Whoever says that Americans don’t travel outside of their own country has clearly never been to Florence in June. I promise I’m not exaggerating when I say that literally every corner, every alleyway, every piazza, every museum, and every bridge was teeming with Americans. Generally packs of them, likely freshly sprung from recently docked cruise ships, outfitted in socks and sports sandals and floppy-brimmed bucket hats, and just being so very loud. I can’t tell you how many conversations we (and countless others) overheard, held as they were between parties often on two different corners of a square and seemingly incapable of moving any closer to each other than anything less than shouting distance.
I have to admit this was quite the shock to the system because, up to this point in our travels, we haven’t encountered all that many U.S. travelers, but those that we have met have generally been well-behaved and done their country proud. We thought that perhaps the era of the “Ugly American” stereotype had finally passed.

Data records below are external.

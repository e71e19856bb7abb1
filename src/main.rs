mod builtins;
mod completion;
mod config;
mod error;
mod history;
mod input;
mod launcher;
mod parser;
mod repl;
mod session;
mod signals;
mod util;

use anyhow::Context;
use log::debug;

use crate::config::Config;

fn main() -> anyhow::Result<()> {
    env_logger::init();

    let config = Config::from_env().context("reading HISTSH_* settings")?;
    debug!("starting with {config:?}");
    signals::install_interrupt_handler()?;

    repl::start_repl(&config)?;
    Ok(())
}
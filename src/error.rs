// error.rs

use std::io;
use std::path::PathBuf;

use nix::errno::Errno;
use thiserror::Error;

/// Every failure the shell reports to the user.
///
/// The `Display` text is the exact message written to the error stream, so each
/// variant carries the name of the command or subsystem it belongs to.
#[derive(Debug, Error)]
pub enum ShellError {
    #[error("{0}: too many arguments")]
    TooManyArguments(&'static str),

    #[error("cd: no previous directory")]
    NoPreviousDirectory,

    #[error("cd: unable to resolve home directory")]
    HomeDirectory,

    #[error("cd: {}: {source}", .path.display())]
    ChangeDirectory { path: PathBuf, source: io::Error },

    #[error("{command}: unable to get current directory: {source}")]
    CurrentDirectory {
        command: &'static str,
        source: io::Error,
    },

    #[error("history: no last command")]
    NoLastCommand,

    #[error("history: {0}: invalid history reference")]
    InvalidHistoryReference(String),

    #[error("{0}: argument contains a NUL byte")]
    NulArgument(String),

    #[error("fork: unable to create child process: {0}")]
    Fork(#[source] Errno),

    #[error("shell: unable to wait for child process: {0}")]
    Wait(#[source] Errno),

    #[error("shell: unable to read input: {0}")]
    Read(#[source] io::Error),

    #[error("shell: unable to install interrupt handler: {0}")]
    Signal(#[source] Errno),

    #[error("shell: invalid value for {var}: {value:?}")]
    InvalidConfig { var: &'static str, value: String },

    #[error("shell: line editor: {0}")]
    Editor(#[from] rustyline::error::ReadlineError),

    #[error("shell: {0}")]
    Io(#[from] io::Error),
}
// session.rs

use std::io::Write;
use std::path::PathBuf;

use crate::builtins::all_help;
use crate::error::ShellError;
use crate::history::History;
use crate::parser::CommandLine;
use crate::util::write_ignore_broken_pipe;

/// What the loop should do after a command has been dispatched.
#[derive(Debug, Clone, Copy, PartialEq, Eq)]
pub enum Flow {
    Continue,
    Exit,
}

/// State owned by one interactive session.
///
/// Only the shell loop touches it, so the builtins and the launcher borrow it
/// mutably one command at a time.
pub struct Session<O: Write, E: Write> {
    pub history: History,
    pub previous_dir: Option<PathBuf>,
    pub out: O,
    pub err: E,
}

impl<O: Write, E: Write> Session<O, E> {
    pub fn new(history_capacity: usize, out: O, err: E) -> Self {
        Self {
            history: History::with_capacity(history_capacity),
            previous_dir: None,
            out,
            err,
        }
    }

    pub fn record(&mut self, command: &CommandLine) -> Option<u64> {
        self.history.record(&command.history_tokens())
    }

    pub fn write_out(&mut self, bytes: &[u8]) -> Result<(), ShellError> {
        write_ignore_broken_pipe(&mut self.out, bytes)?;
        Ok(())
    }

    pub fn flush(&mut self) -> Result<(), ShellError> {
        self.out.flush()?;
        self.err.flush()?;
        Ok(())
    }

    /// Writes `error` to the error stream. Failures here have nowhere left to go.
    pub fn report(&mut self, error: &ShellError) {
        let message = format!("{error}\n");
        let _ = self.out.flush();
        let _ = write_ignore_broken_pipe(&mut self.err, message.as_bytes());
        let _ = self.err.flush();
    }

    /// Response to a user interrupt: a fresh line and the full help listing.
    pub fn show_interrupt_help(&mut self) -> Result<(), ShellError> {
        self.write_out(b"\n")?;
        self.write_out(all_help().as_bytes())?;
        self.flush()
    }
}
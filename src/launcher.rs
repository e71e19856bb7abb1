// launcher.rs

use std::ffi::CString;
use std::os::unix::ffi::OsStrExt;
use std::io::Write;

use log::{debug, trace};
use nix::errno::Errno;
use nix::sys::wait::{waitpid, WaitPidFlag, WaitStatus};
use nix::unistd::{execvp, fork, write, ForkResult, Pid};

use crate::builtins::{is_history_reference, rerun_from_history, run_builtin, Builtin};
use crate::error::ShellError;
use crate::parser::CommandLine;
use crate::session::{Flow, Session};

/// Status a child exits with when its program could not be started.
const EXEC_FAILURE_STATUS: i32 = 1;

impl<O: Write, E: Write> Session<O, E> {
    /// Runs one command line. Builtins and history references run in-process,
    /// anything else in a child. Errors are reported here.
    pub fn launch(&mut self, command: CommandLine) -> Flow {
        match self.try_launch(&command) {
            Ok(flow) => flow,
            Err(error) => {
                self.report(&error);
                Flow::Continue
            }
        }
    }

    fn try_launch(&mut self, command: &CommandLine) -> Result<Flow, ShellError> {
        if let Some(builtin) = Builtin::lookup(command.program()) {
            return run_builtin(builtin, self, command);
        }
        if is_history_reference(command.program()) {
            return rerun_from_history(self, command);
        }
        self.spawn(command)?;
        Ok(Flow::Continue)
    }

    fn spawn(&mut self, command: &CommandLine) -> Result<(), ShellError> {
        let argv = command
            .args
            .iter()
            .map(|arg| CString::new(arg.as_bytes()))
            .collect::<Result<Vec<_>, _>>()
            .map_err(|_| ShellError::NulArgument(command.program().to_string_lossy().into_owned()))?;
        // built before forking so the child does not allocate
        let mut exec_failure = command.program().as_bytes().to_vec();
        exec_failure.extend_from_slice(b": unable to execute command\n");
        self.flush()?;

        match unsafe { fork() } {
            Ok(ForkResult::Child) => exec_child(&argv, &exec_failure),
            Ok(ForkResult::Parent { child }) => {
                debug!("started {:?} as pid {child}", command.program());
                if command.background {
                    self.record(command);
                    Ok(())
                } else {
                    self.wait_foreground(child, command)
                }
            }
            Err(errno) => Err(ShellError::Fork(errno)),
        }
    }

    /// Only a clean zero exit gets the command into history.
    fn wait_foreground(&mut self, child: Pid, command: &CommandLine) -> Result<(), ShellError> {
        loop {
            match waitpid(child, None) {
                Ok(WaitStatus::Exited(_, 0)) => {
                    self.record(command);
                    return Ok(());
                }
                Ok(status) => {
                    debug!("{:?} not recorded: {status:?}", command.program());
                    return Ok(());
                }
                Err(Errno::EINTR) => continue,
                Err(errno) => return Err(ShellError::Wait(errno)),
            }
        }
    }
}

fn exec_child(argv: &[CString], exec_failure: &[u8]) -> ! {
    let _ = execvp(&argv[0], argv);
    let _ = write(libc::STDERR_FILENO, exec_failure);
    unsafe { libc::_exit(EXEC_FAILURE_STATUS) }
}

/// Collects every background child that has already finished, without blocking.
pub fn reap_background() {
    loop {
        match waitpid(None::<Pid>, Some(WaitPidFlag::WNOHANG)) {
            Ok(WaitStatus::StillAlive) | Err(_) => break,
            Ok(status) => trace!("reaped background child: {status:?}"),
        }
    }
}

#[cfg(test)]
mod tests {
    use super::*;
    use std::ffi::OsString;

    #[test]
    fn test_nul_argument_is_rejected_before_fork() {
        let mut session: Session<Vec<u8>, Vec<u8>> = Session::new(50, Vec::new(), Vec::new());
        let command = CommandLine::from_tokens(vec![OsString::from("echo"), OsString::from("a\0b")]).unwrap();
        assert_eq!(session.launch(command), Flow::Continue);
        assert_eq!(
            String::from_utf8(session.err).unwrap(),
            "echo: argument contains a NUL byte\n"
        );
        assert!(session.history.is_empty());
    }

    #[test]
    fn test_builtins_do_not_fork() {
        let mut session: Session<Vec<u8>, Vec<u8>> = Session::new(50, Vec::new(), Vec::new());
        let command = CommandLine::parse(b"history", None).unwrap();
        assert_eq!(session.launch(command), Flow::Continue);
        assert_eq!(String::from_utf8(session.out).unwrap(), "0\thistory\n");
    }
}
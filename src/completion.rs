// completion.rs

use std::os::unix::fs::PermissionsExt;

use itertools::Itertools;
use rustyline::completion::{Completer, Pair};
use rustyline::error::ReadlineError;
use rustyline::highlight::Highlighter;
use rustyline::hint::Hinter;
use rustyline::validate::Validator;
use rustyline::{Context, Helper};

use crate::builtins::Builtin;

/// Completes the command word from builtin names and executables on `PATH`.
pub struct ShellHelper;

impl ShellHelper {
    pub fn new() -> Self {
        Self
    }
}

pub fn candidates(prefix: &str) -> Vec<String> {
    let builtins = Builtin::ALL
        .iter()
        .map(|builtin| builtin.name().to_string())
        .filter(|name| name.starts_with(prefix));
    builtins
        .chain(path_executables(prefix))
        .sorted()
        .dedup()
        .collect()
}

fn path_executables(prefix: &str) -> Vec<String> {
    let Some(path_var) = std::env::var_os("PATH") else {
        return Vec::new();
    };
    let mut names = Vec::new();
    for dir in std::env::split_paths(&path_var) {
        let Ok(entries) = std::fs::read_dir(&dir) else {
            continue;
        };
        for entry in entries.flatten() {
            let file_name = entry.file_name();
            let Some(name) = file_name.to_str() else {
                continue;
            };
            if !name.starts_with(prefix) {
                continue;
            }
            // follows symlinks, unlike entry.metadata()
            let is_exec = std::fs::metadata(entry.path())
                .map(|m| m.is_file() && m.permissions().mode() & 0o111 != 0)
                .unwrap_or(false);
            if is_exec {
                names.push(name.to_string());
            }
        }
    }
    names
}

impl Completer for ShellHelper {
    type Candidate = Pair;

    fn complete(&self, line: &str, pos: usize, _ctx: &Context<'_>) -> Result<(usize, Vec<Pair>), ReadlineError> {
        let prefix = &line[..pos];
        // arguments are not completed
        if prefix.contains(char::is_whitespace) {
            return Ok((pos, Vec::new()));
        }
        let completions = candidates(prefix)
            .into_iter()
            .map(|name| Pair {
                display: name.clone(),
                replacement: format!("{name} "),
            })
            .collect();
        Ok((0, completions))
    }
}

impl Hinter for ShellHelper {
    type Hint = String;
}

impl Highlighter for ShellHelper {}

impl Validator for ShellHelper {}

impl Helper for ShellHelper {}
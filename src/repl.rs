// repl.rs

use std::env;
use std::io::{self, Write};
use std::os::unix::ffi::OsStringExt;

use log::debug;

use crate::config::Config;
use crate::error::ShellError;
use crate::input::{EditorInput, LineReader, LineSource, RawStdin, ReadOutcome};
use crate::launcher::reap_background;
use crate::parser::CommandLine;
use crate::session::{Flow, Session};
use crate::signals;

const PROMPT_DELIMITER: &str = "$ ";

/// The prompt/read/parse/dispatch/reap cycle.
pub struct Shell<S, O: Write, E: Write> {
    session: Session<O, E>,
    input: S,
    max_args: Option<usize>,
    interrupted: fn() -> bool,
}

impl<S: LineSource, O: Write, E: Write> Shell<S, O, E> {
    pub fn new(config: &Config, input: S, out: O, err: E) -> Self {
        Self {
            session: Session::new(config.history_capacity, out, err),
            input,
            max_args: config.max_args,
            interrupted: signals::take_pending,
        }
    }

    /// Runs until `exit`, end of input, or a prompt that cannot be rendered.
    pub fn run(&mut self) {
        loop {
            if (self.interrupted)() {
                self.show_interrupt_help();
            }
            let prompt = match render_prompt() {
                Ok(prompt) => prompt,
                Err(error) => {
                    self.session.report(&error);
                    return;
                }
            };
            let line = match self.input.read_line(&prompt, &mut self.session.out) {
                Ok(ReadOutcome::Line(line)) => line,
                Ok(ReadOutcome::Interrupted) => {
                    // the flag may already be gone if the editor caught Ctrl-C itself
                    (self.interrupted)();
                    self.show_interrupt_help();
                    continue;
                }
                Ok(ReadOutcome::Eof) => {
                    debug!("end of input");
                    let _ = self.session.flush();
                    return;
                }
                Err(error) => {
                    self.session.report(&error);
                    continue;
                }
            };
            let Some(command) = CommandLine::parse(&line, self.max_args) else {
                continue;
            };

            reap_background();

            if self.session.launch(command) == Flow::Exit {
                let _ = self.session.flush();
                return;
            }
        }
    }

    fn show_interrupt_help(&mut self) {
        if let Err(error) = self.session.show_interrupt_help() {
            self.session.report(&error);
        }
    }

    #[cfg(test)]
    pub fn session(&self) -> &Session<O, E> {
        &self.session
    }
}

/// Current directory, as raw bytes, followed by the delimiter.
fn render_prompt() -> Result<Vec<u8>, ShellError> {
    let cwd = env::current_dir()
        .map_err(|source| ShellError::CurrentDirectory { command: "shell", source })?;
    let mut prompt = cwd.into_os_string().into_vec();
    prompt.extend_from_slice(PROMPT_DELIMITER.as_bytes());
    Ok(prompt)
}

pub fn start_repl(config: &Config) -> Result<(), ShellError> {
    if config.line_editor {
        let input = EditorInput::new(config.max_line_len)?;
        Shell::new(config, input, io::stdout(), io::stderr()).run();
    } else {
        let input = LineReader::new(RawStdin, config.max_line_len);
        Shell::new(config, input, io::stdout(), io::stderr()).run();
    }
    Ok(())
}
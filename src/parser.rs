// parser.rs

use std::ffi::{OsStr, OsString};
use std::os::unix::ffi::OsStrExt;

/// Token that sends a command to the background when it ends the line.
pub const BACKGROUND_TOKEN: &str = "&";

/// Splits a line on ASCII whitespace, keeping at most `max_args` tokens.
///
/// Tokens keep their bytes as read, whatever the encoding.
pub fn tokenize(line: &[u8], max_args: Option<usize>) -> Vec<OsString> {
    line.split(u8::is_ascii_whitespace)
        .filter(|token| !token.is_empty())
        .take(max_args.unwrap_or(usize::MAX))
        .map(|token| OsStr::from_bytes(token).to_os_string())
        .collect()
}

/// Tokens joined by single spaces, as history shows them.
pub fn join_tokens(tokens: &[OsString]) -> Vec<u8> {
    let parts: Vec<&[u8]> = tokens.iter().map(|token| token.as_bytes()).collect();
    parts.join(&b' ')
}

/// One parsed input line, with a trailing `&` already stripped into `background`.
#[derive(Debug, Clone, PartialEq, Eq)]
pub struct CommandLine {
    pub args: Vec<OsString>,
    pub background: bool,
}

impl CommandLine {
    pub fn parse(line: &[u8], max_args: Option<usize>) -> Option<Self> {
        Self::from_tokens(tokenize(line, max_args))
    }

    /// Returns `None` when nothing is left to run.
    pub fn from_tokens(mut args: Vec<OsString>) -> Option<Self> {
        let background = args.last().map(|last| last == BACKGROUND_TOKEN).unwrap_or(false);
        if background {
            args.pop();
        }
        if args.is_empty() {
            return None;
        }
        Some(Self { args, background })
    }

    pub fn program(&self) -> &OsStr {
        &self.args[0]
    }

    /// Number of arguments after the program name.
    pub fn extra_args(&self) -> usize {
        self.args.len() - 1
    }

    /// The tokens as they are stored in history, `&` included for background runs.
    pub fn history_tokens(&self) -> Vec<OsString> {
        let mut tokens = self.args.clone();
        if self.background {
            tokens.push(OsString::from(BACKGROUND_TOKEN));
        }
        tokens
    }
}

“Forget art. Put your trust in ice cream.” ― Charles Baxter, The Feast of Love
A medieval city considered the jewel in Tuscany’s crown, Florence purports to offer something for everyone. It has cultivated sculptors and writers, politicians and poets, philosophers and painters, scientists and saints; during the Renaissance, the city became home to some of the greatest thinkers of the time. It is a city known for its innovation, its history, and its cultural contributions. It is the birthplace of Dante, Da Vinci, and Bernardo Buontalenti… a jack-of-all-trades with a very sweet legacy.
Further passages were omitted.